Dapper Poochey, crochet rabbit pattern

Well, what happened here? I liked Poochey in his trendy cardigan so very much that I decided to add him as a “dapper rabbit pattern” to my shops. Would you’ve been able to resist it? Just look at this utterly adorable crochet rabbit in his fancy outfits!

I cannot give myself all the credit for this. After I released the little cardigan pattern, Jan made a delightful collection of lovely little cardi’s for her crochet bunnies. After seeing her ever-so-cheerful pictures, I decided I just had to make a separate pattern for Poochey in the cardigan. I made Poochey’s cardigan just for fun after seeing a knitted rabbit wearing a sweater on Instagram, but when I put the sweater on and took that picture of him a while back, I began to get the idea of making a separate pattern. But because it felt a bit strange to re-launch an existing pattern, I wasn’t sure if it was a good idea. Jan made me realise that it is! Not everyone who visits my blog would want this version, but I don’t want other crafters missing out on this.

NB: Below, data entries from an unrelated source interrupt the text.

//! Template extraction pipeline
//!
//! build → optimize → rename → render. The whole graph is created per call and
//! consumed once; nothing carries over between extractions.

mod builder;
mod hash;
mod optimizer;
mod renamer;

use std::fmt;

use indexmap::IndexMap;
use log::debug;

use crate::config::CondenseOptions;
use crate::dom::{NodeKind, TreeNode};
use crate::error::CondenseError;
use crate::template::{
    NodeId, NodeRecord, ParamChild, TemplateId, TemplateRegistry, TemplateRenderer,
};

use builder::{Builder, Built};

/// Everything the build phase produces
#[derive(Debug, Default)]
pub(crate) struct TemplateGraph {
    pub(crate) registry: TemplateRegistry,
    /// Template and literal values of each source element, by [`NodeId`]
    pub(crate) nodes: Vec<NodeRecord>,
    /// Elements using each template, in build order
    pub(crate) reverse_lookup: IndexMap<TemplateId, Vec<NodeId>>,
}

impl TemplateGraph {
    fn record(&self, node: NodeId) -> Result<&NodeRecord, CondenseError> {
        self.nodes
            .get(node.index())
            .ok_or(CondenseError::MissingNode { node })
    }

    fn usage(
        &self,
        node: NodeId,
        renderer: &TemplateRenderer<'_>,
    ) -> Result<String, CondenseError> {
        let record = self.record(node)?;
        renderer.usage(record.template, &record.params, &self.nodes)
    }
}

/// One extraction: the rendered definitions and usage of a tree
#[derive(Debug)]
pub struct TemplateExtractor {
    graph: TemplateGraph,
    root: TemplateId,
    definitions: Vec<String>,
    usage: String,
}

impl TemplateExtractor {
    /// Run the whole pipeline over `root`
    ///
    /// With `options.ignore_root`, `root` only contributes its children: they
    /// are wrapped in a synthetic container whose own definition and usage are
    /// suppressed.
    pub fn new<N: TreeNode>(root: N, options: &CondenseOptions) -> Result<Self, CondenseError> {
        let format = options.format.as_ref();
        let strip_whitespace = !options.optimize.preserve_empty_whitespace;

        let mut graph = TemplateGraph::default();
        let built = {
            let mut builder = Builder::new(&mut graph, format, strip_whitespace);
            if options.ignore_root {
                builder.build_container(&root)
            } else {
                builder.build_node(&root)
            }
        };
        let Built::Element {
            template: root_template,
            node: root_node,
            ..
        } = built
        else {
            return Err(CondenseError::RootNotElement);
        };

        optimizer::optimize(&mut graph, format, options.optimize.level);
        renamer::rename(&mut graph, root_template, format)?;

        let renderer = TemplateRenderer::new(&graph.registry, format);
        let definitions: Vec<String> = graph
            .registry
            .iter()
            .filter(|(id, template)| {
                !template.inline && !(options.ignore_root && *id == root_template)
            })
            .map(|(id, _)| renderer.definition(id))
            .collect();

        let usage = if options.ignore_root {
            fragment_usage(
                &root,
                &graph,
                &renderer,
                root_node,
                options.optimize.preserve_empty_whitespace,
            )?
        } else {
            graph.usage(root_node, &renderer)?
        };

        debug!(
            "extracted {} templates from {} elements, {} definitions",
            graph.registry.len(),
            graph.nodes.len(),
            definitions.len()
        );

        Ok(Self {
            graph,
            root: root_template,
            definitions,
            usage,
        })
    }

    /// Definition lines of the templates kept as named definitions
    pub fn definitions(&self) -> &[String] {
        &self.definitions
    }

    /// Usage text of the root, or of the top-level children in fragment mode
    pub fn usage(&self) -> &str {
        &self.usage
    }

    /// The optimized and renamed template graph
    pub fn registry(&self) -> &TemplateRegistry {
        &self.graph.registry
    }

    /// Template of the root (the synthetic container in fragment mode)
    pub fn root_template(&self) -> TemplateId {
        self.root
    }
}

impl fmt::Display for TemplateExtractor {
    fn fmt(&self, f: &mut fmt::Formatter<'_>) -> fmt::Result {
        if self.definitions.is_empty() {
            return f.write_str(&self.usage);
        }
        write!(f, "{}\n\n{}", self.definitions.join("\n"), self.usage)
    }
}

/// Top-level usage in fragment mode: text children are emitted as raw literals
/// since no enclosing call exists to parameterize them
///
/// Whitespace-only top-level text follows the same rule as nested text: it is
/// dropped unless whitespace is preserved.
fn fragment_usage<N: TreeNode>(
    container: &N,
    graph: &TemplateGraph,
    renderer: &TemplateRenderer<'_>,
    container_node: NodeId,
    preserve_empty_whitespace: bool,
) -> Result<String, CondenseError> {
    let mut elements = graph
        .record(container_node)?
        .params
        .children
        .iter()
        .filter_map(|child| match child {
            ParamChild::Node(node) => Some(*node),
            ParamChild::Text(_) => None,
        });

    let mut usage = String::new();
    for child in container.children() {
        match child.kind() {
            NodeKind::Text(text) => {
                if preserve_empty_whitespace || !text.trim().is_empty() {
                    usage.push_str(text);
                }
            }
            NodeKind::Element(_) => {
                let node = elements
                    .next()
                    .ok_or(CondenseError::MissingNode { node: container_node })?;
                usage.push_str(&graph.usage(node, renderer)?);
            }
            NodeKind::Other => {}
        }
    }
    Ok(usage)
}

#[cfg(test)]
mod tests {
    use super::*;
    use crate::config::OptimizeLevel;
    use crate::dom::{Element, Node};
    use crate::format::{CompactFormat, Format};

    fn levels() -> Vec<OptimizeLevel> {
        let mut levels = vec![
            OptimizeLevel::None,
            OptimizeLevel::FormatOnly,
            OptimizeLevel::Full,
        ];
        for inline_static in [false, true] {
            for inline_short_templates in [false, true] {
                levels.push(OptimizeLevel::Granular {
                    inline_static,
                    inline_short_templates,
                });
            }
        }
        levels
    }

    fn card(title: &str, body: &str, tone: &str) -> Element {
        Element::new("section")
            .with_attribute("class", "card")
            .with_attribute("data-tone", tone)
            .with_text("\n  ")
            .with_child(Element::new("h2").with_text(title))
            .with_child(Node::comment("body"))
            .with_child(
                Element::new("p")
                    .with_text(body)
                    .with_child(Element::new("a").with_attribute("href", "#").with_text("more")),
            )
    }

    fn page() -> Node {
        Element::new("main")
            .with_child(card("One", "first", "warm"))
            .with_child(card("Two", "second", "warm"))
            .with_child(card("Three", "third", "cold"))
            .with_child(Element::new("footer").with_text("bye"))
            .into()
    }

    /// For every element, its literal count matches its template's parameter count
    fn assert_params_conserved(graph: &TemplateGraph, format: &dyn Format) {
        let renderer = TemplateRenderer::new(&graph.registry, format);
        for record in &graph.nodes {
            let values = renderer
                .flatten(record.template, &record.params, &graph.nodes)
                .unwrap();
            assert_eq!(values.len(), renderer.num_params(record.template));
        }
    }

    #[test]
    fn test_params_conserved_at_every_level() {
        let page = page();
        for level in levels() {
            for preserve in [false, true] {
                let mut graph = TemplateGraph::default();
                let built =
                    Builder::new(&mut graph, &CompactFormat, !preserve).build_node(&&page);
                assert_params_conserved(&graph, &CompactFormat);

                let Built::Element { template, .. } = built else {
                    panic!("expected element");
                };
                optimizer::optimize(&mut graph, &CompactFormat, level);
                renamer::rename(&mut graph, template, &CompactFormat).unwrap();
                assert_params_conserved(&graph, &CompactFormat);
            }
        }
    }

    #[test]
    fn test_every_level_renders() {
        let page = page();
        for level in levels() {
            let options = CondenseOptions::new().with_level(level);
            let extractor = TemplateExtractor::new(&page, &options).unwrap();
            assert!(!extractor.usage().is_empty());
        }
    }

    #[test]
    fn test_format_only_emits_no_definitions() {
        let page = page();
        let options = CondenseOptions::new().with_level(OptimizeLevel::FormatOnly);
        let extractor = TemplateExtractor::new(&page, &options).unwrap();
        assert!(extractor.definitions().is_empty());
        assert_eq!(extractor.to_string(), extractor.usage());
        assert!(extractor
            .usage()
            .starts_with("main{section[class=\"card\" data-tone=\"warm\"]{"));
    }

    #[test]
    fn test_none_keeps_every_template() {
        let page = page();
        let options = CondenseOptions::new().with_level(OptimizeLevel::None);
        let extractor = TemplateExtractor::new(&page, &options).unwrap();
        assert_eq!(extractor.definitions().len(), extractor.registry().len());
        let root = extractor.registry().get(extractor.root_template());
        assert_eq!(root.tag_name, "main");
        assert_eq!(root.name, format!("T{}", extractor.registry().len()));
    }

    #[test]
    fn test_root_must_be_element() {
        let text = Node::text("loose");
        let err = TemplateExtractor::new(&text, &CondenseOptions::default()).unwrap_err();
        assert_eq!(err, CondenseError::RootNotElement);
    }

    #[test]
    fn test_fragment_skips_top_level_comments() {
        let fragment = Node::fragment([
            Node::comment("lead"),
            Node::from(Element::new("b").with_text("x")),
            Node::text("!"),
        ]);
        let options = CondenseOptions::new().with_ignore_root(true);
        let extractor = TemplateExtractor::new(&fragment, &options).unwrap();
        assert_eq!(extractor.to_string(), "b{\"x\"}!");
    }

    #[test]
    fn test_fragment_top_level_whitespace() {
        let fragment = Node::fragment([
            Node::from(Element::new("i")),
            Node::text("\n"),
            Node::from(Element::new("i")),
        ]);

        let options = CondenseOptions::new().with_ignore_root(true);
        let extractor = TemplateExtractor::new(&fragment, &options).unwrap();
        assert_eq!(extractor.usage(), "i{}i{}");

        let options = options.with_optimize(
            crate::config::OptimizeOptions::default().with_preserve_empty_whitespace(true),
        );
        let extractor = TemplateExtractor::new(&fragment, &options).unwrap();
        assert_eq!(extractor.usage(), "i{}\ni{}");
    }
}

And how much fun it is to make all those little cardigans! Not only that, but all the tiny cute buttons you can’t put on your own garments, you can use for little bunny cardigans. I had so much fun looking for buttons that matched my bright-coloured sweaters. I found buttons with flowers and stars, animal-shaped ones – oh, there are so many fabulous buttons to find! And I cannot help laughing at Poochey’s expression every time I see it. In every single picture he has that same look of utter confusion. Which cardigan is your favourite? Mine is the green one with the star buttons.

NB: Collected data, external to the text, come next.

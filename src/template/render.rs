//! Rendering templates as definitions, calls and usages
//!
//! Parameters are numbered by one counter threaded left to right, depth first:
//! sorted attributes, then children in declaration order. Every non-inline slot
//! takes one number and a nested template takes as many as it declares, whether
//! it is called or expanded. [`TemplateRenderer::flatten`] walks the exact same
//! order, which is what keeps call sites and definitions in agreement.

use std::collections::BTreeMap;

use crate::error::CondenseError;
use crate::format::{Format, TextKind};

use super::{NodeParams, NodeRecord, ParamChild, TemplateChild, TemplateId, TemplateRegistry};

/// Renders templates of a registry with a given syntax
#[derive(Clone, Copy)]
pub struct TemplateRenderer<'a> {
    registry: &'a TemplateRegistry,
    format: &'a dyn Format,
}

impl<'a> TemplateRenderer<'a> {
    pub fn new(registry: &'a TemplateRegistry, format: &'a dyn Format) -> Self {
        Self { registry, format }
    }

    /// Number of non-inline slots, counting through nested templates
    pub fn num_params(&self, id: TemplateId) -> usize {
        let template = self.registry.get(id);
        let attributes = template.attributes.values().filter(|p| !p.inline).count();
        let children: usize = template
            .children
            .iter()
            .map(|child| match child {
                TemplateChild::Placeholder(p) => usize::from(!p.inline),
                TemplateChild::Template(child_id) => self.num_params(*child_id),
            })
            .sum();
        attributes + children
    }

    /// Body text with parameters numbered from `first`
    ///
    /// With `values`, parameter `n` is replaced by the quoted `values[n - 1]`
    /// instead of a parameter token.
    pub fn body(&self, id: TemplateId, first: usize, values: Option<&[String]>) -> String {
        let template = self.registry.get(id);
        let mut counter = first;

        let mut attributes = BTreeMap::new();
        for name in template.sorted_attribute_names() {
            let placeholder = &template.attributes[name];
            let value = if placeholder.inline {
                self.format.text(placeholder.literal(), TextKind::Param)
            } else {
                counter += 1;
                self.slot(counter - 1, values, TextKind::Param)
            };
            attributes.insert(name, value);
        }

        let mut children = String::new();
        for child in &template.children {
            match child {
                TemplateChild::Template(child_id) => {
                    children.push_str(&self.call(*child_id, counter, values));
                    counter += self.num_params(*child_id);
                }
                TemplateChild::Placeholder(p) if p.inline => {
                    children.push_str(&self.format.text(p.literal(), TextKind::Content));
                }
                TemplateChild::Placeholder(_) => {
                    children.push_str(&self.slot(counter, values, TextKind::Content));
                    counter += 1;
                }
            }
        }

        self.format
            .body(&template.tag_name, &attributes, &|| children.clone())
    }

    /// Call site text with parameters numbered from `first`; an inline
    /// template expands to its body
    pub fn call(&self, id: TemplateId, first: usize, values: Option<&[String]>) -> String {
        let template = self.registry.get(id);
        if template.inline {
            return self.body(id, first, values);
        }

        let params: Vec<String> = (first..first + self.num_params(id))
            .map(|index| self.slot(index, values, TextKind::Param))
            .collect();
        self.format.call(&template.name, &params)
    }

    /// Standalone definition line
    pub fn definition(&self, id: TemplateId) -> String {
        let template = self.registry.get(id);
        self.format.definition(&template.name, &self.body(id, 1, None))
    }

    /// A node's literals in parameter order, skipping inline slots
    pub fn flatten(
        &self,
        id: TemplateId,
        params: &NodeParams,
        nodes: &[NodeRecord],
    ) -> Result<Vec<String>, CondenseError> {
        let mut out = Vec::new();
        self.flatten_into(id, params, nodes, &mut out)?;
        Ok(out)
    }

    fn flatten_into(
        &self,
        id: TemplateId,
        params: &NodeParams,
        nodes: &[NodeRecord],
        out: &mut Vec<String>,
    ) -> Result<(), CondenseError> {
        let template = self.registry.get(id);

        for name in template.sorted_attribute_names() {
            if template.attributes[name].inline {
                continue;
            }
            if let Some(value) = params.attrs.get(name) {
                out.push(value.clone());
            }
        }

        for (child, value) in template.children.iter().zip(&params.children) {
            match (child, value) {
                (TemplateChild::Template(child_id), ParamChild::Node(node)) => {
                    let record = nodes
                        .get(node.index())
                        .ok_or(CondenseError::MissingNode { node: *node })?;
                    self.flatten_into(*child_id, &record.params, nodes, out)?;
                }
                (TemplateChild::Placeholder(p), ParamChild::Text(text)) if !p.inline => {
                    out.push(text.clone());
                }
                // inline slot, or a shape disagreement the count check reports
                _ => {}
            }
        }
        Ok(())
    }

    /// Filled-in invocation of template `id` for one concrete node
    pub fn usage(
        &self,
        id: TemplateId,
        params: &NodeParams,
        nodes: &[NodeRecord],
    ) -> Result<String, CondenseError> {
        let template = self.registry.get(id);
        let values = self.flatten(id, params, nodes)?;
        let expected = self.num_params(id);
        if values.len() != expected {
            return Err(CondenseError::param_count(
                &template.name,
                expected,
                values.len(),
            ));
        }

        if template.inline {
            return Ok(self.body(id, 1, Some(&values)));
        }
        let params: Vec<String> = values
            .iter()
            .map(|value| self.format.text(value, TextKind::Param))
            .collect();
        Ok(self.format.call(&template.name, &params))
    }

    fn slot(&self, index: usize, values: Option<&[String]>, kind: TextKind) -> String {
        match values.and_then(|values| values.get(index - 1)) {
            Some(value) => self.format.text(value, kind),
            None => self.format.param(index),
        }
    }
}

Here are few original pattern pictures of this dapper crochet rabbit; below them you can find info about and links to buy the pattern.

Info about & links to buy the pattern

Poochey and his cardigan are made with Istex Lett Lopi, a 100% wool with a lot of fuzziness. If you use the recommended yarn, he will be 7 inch / 17 cm high. I would strongly recommend a fuzzy yarn, because it hides the seams of the colour changes.

The pattern is written in US terms and contains a clear and colour-coded description of how to crochet and assemble the crochet rabbit amigurumi, with extra illustrations and example pictures at the bottom to help you get everything right. In the pattern you can also find what materials you need, the yarn colour numbers, in short, everything you need to know to make your own dapper rabbit(s). All the additional information you need to know about this pattern you can find in the shop listings. You can buy this pattern in my shop at Ravelry, on Etsy or order it here.

Heads up: it has a one-dollar release discount till Thursday the 11th of June. If you already have the pattern for Poochey and Fudge but want to make Poochey like this, you can find the free pattern for the cardigan here.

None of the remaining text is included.